_Data_
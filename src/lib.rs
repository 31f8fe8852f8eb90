//! Durable, batched SQLite sink for structured log events
//!
//! Producers hand structured [`LogEvent`]s to a [`SqliteSink`]; events are
//! queued in a bounded buffer, grouped into batches by a size or time
//! trigger, and committed one transaction per batch into a single SQLite
//! file. Age-based retention and size-based rollover keep the file bounded
//! over time.
//!
//! # Architecture
//!
//! ```text
//! producers ──emit──▶ bounded buffer ──▶ writer thread ──▶ SQLite file
//!                                           │
//!                                           ├──▶ batch (size / time trigger)
//!                                           ├──▶ retention sweep (age)
//!                                           └──▶ rollover + retry (size)
//! ```
//!
//! Emission is fire-and-forget: producers never block on disk I/O, and no
//! write-path failure ever reaches a logging call. Everything after
//! construction is best-effort, reported through the `tracing` self-log
//! and the sink's [`metrics`](SqliteSink::metrics).
//!
//! # Example
//!
//! ```no_run
//! use chrono::Local;
//! use sqlog::{Level, LogEvent, SqliteSink, SqliteSinkOptions};
//!
//! # fn main() -> Result<(), sqlog::SinkError> {
//! let mut sink = SqliteSink::new(SqliteSinkOptions::new("./logs/app.db"))?;
//!
//! sink.emit(
//!     LogEvent::new(Local::now().fixed_offset(), Level::Information, "service started")
//!         .property("Port", 8080_i64),
//! );
//!
//! // Drains the buffer and commits the final batch
//! sink.close();
//! # Ok(())
//! # }
//! ```

mod config;
mod error;
mod events;
mod properties;
mod retention;
mod rollover;
mod schema;
mod sink;
mod util;
mod writer;

pub use config::{
    SqliteSinkOptions, DEFAULT_BATCH_SIZE, DEFAULT_FLUSH_INTERVAL, DEFAULT_MAX_BUFFER_SIZE,
    DEFAULT_MAX_DB_MB, DEFAULT_TABLE_NAME, MAX_SUPPORTED_DB_MB,
};
pub use error::SinkError;
pub use events::{Level, LogEvent, PropertyValue, ScalarValue};
pub use sink::{MetricsSnapshot, SqliteSink};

_Action item_
The whole of the material above needs to be copied exactly.

_Written solution_
filename src/lib.rs
repository 31f8fe8852f8eb90
//! Durable, batched SQLite sink for structured log events
//!
//! Producers hand structured [`LogEvent`]s to a [`SqliteSink`]; events are
//! queued in a bounded buffer, grouped into batches by a size or time
//! trigger, and committed one transaction per batch into a single SQLite
//! file. Age-based retention and size-based rollover keep the file bounded
//! over time.
//!
//! # Architecture
//!
//! ```text
//! producers ──emit──▶ bounded buffer ──▶ writer thread ──▶ SQLite file
//!                                           │
//!                                           ├──▶ batch (size / time trigger)
//!                                           ├──▶ retention sweep (age)
//!                                           └──▶ rollover + retry (size)
//! ```
//!
//! Emission is fire-and-forget: producers never block on disk I/O, and no
//! write-path failure ever reaches a logging call. Everything after
//! construction is best-effort, reported through the `tracing` self-log
//! and the sink's [`metrics`](SqliteSink::metrics).
//!
//! # Example
//!
//! ```no_run
//! use chrono::Local;
//! use sqlog::{Level, LogEvent, SqliteSink, SqliteSinkOptions};
//!
//! # fn main() -> Result<(), sqlog::SinkError> {
//! let mut sink = SqliteSink::new(SqliteSinkOptions::new("./logs/app.db"))?;
//!
//! sink.emit(
//!     LogEvent::new(Local::now().fixed_offset(), Level::Information, "service started")
//!         .property("Port", 8080_i64),
//! );
//!
//! // Drains the buffer and commits the final batch
//! sink.close();
//! # Ok(())
//! # }
//! ```

mod config;
mod error;
mod events;
mod properties;
mod retention;
mod rollover;
mod schema;
mod sink;
mod util;
mod writer;

pub use config::{
    SqliteSinkOptions, DEFAULT_BATCH_SIZE, DEFAULT_FLUSH_INTERVAL, DEFAULT_MAX_BUFFER_SIZE,
    DEFAULT_MAX_DB_MB, DEFAULT_TABLE_NAME, MAX_SUPPORTED_DB_MB,
};
pub use error::SinkError;
pub use events::{Level, LogEvent, PropertyValue, ScalarValue};
pub use sink::{MetricsSnapshot, SqliteSink};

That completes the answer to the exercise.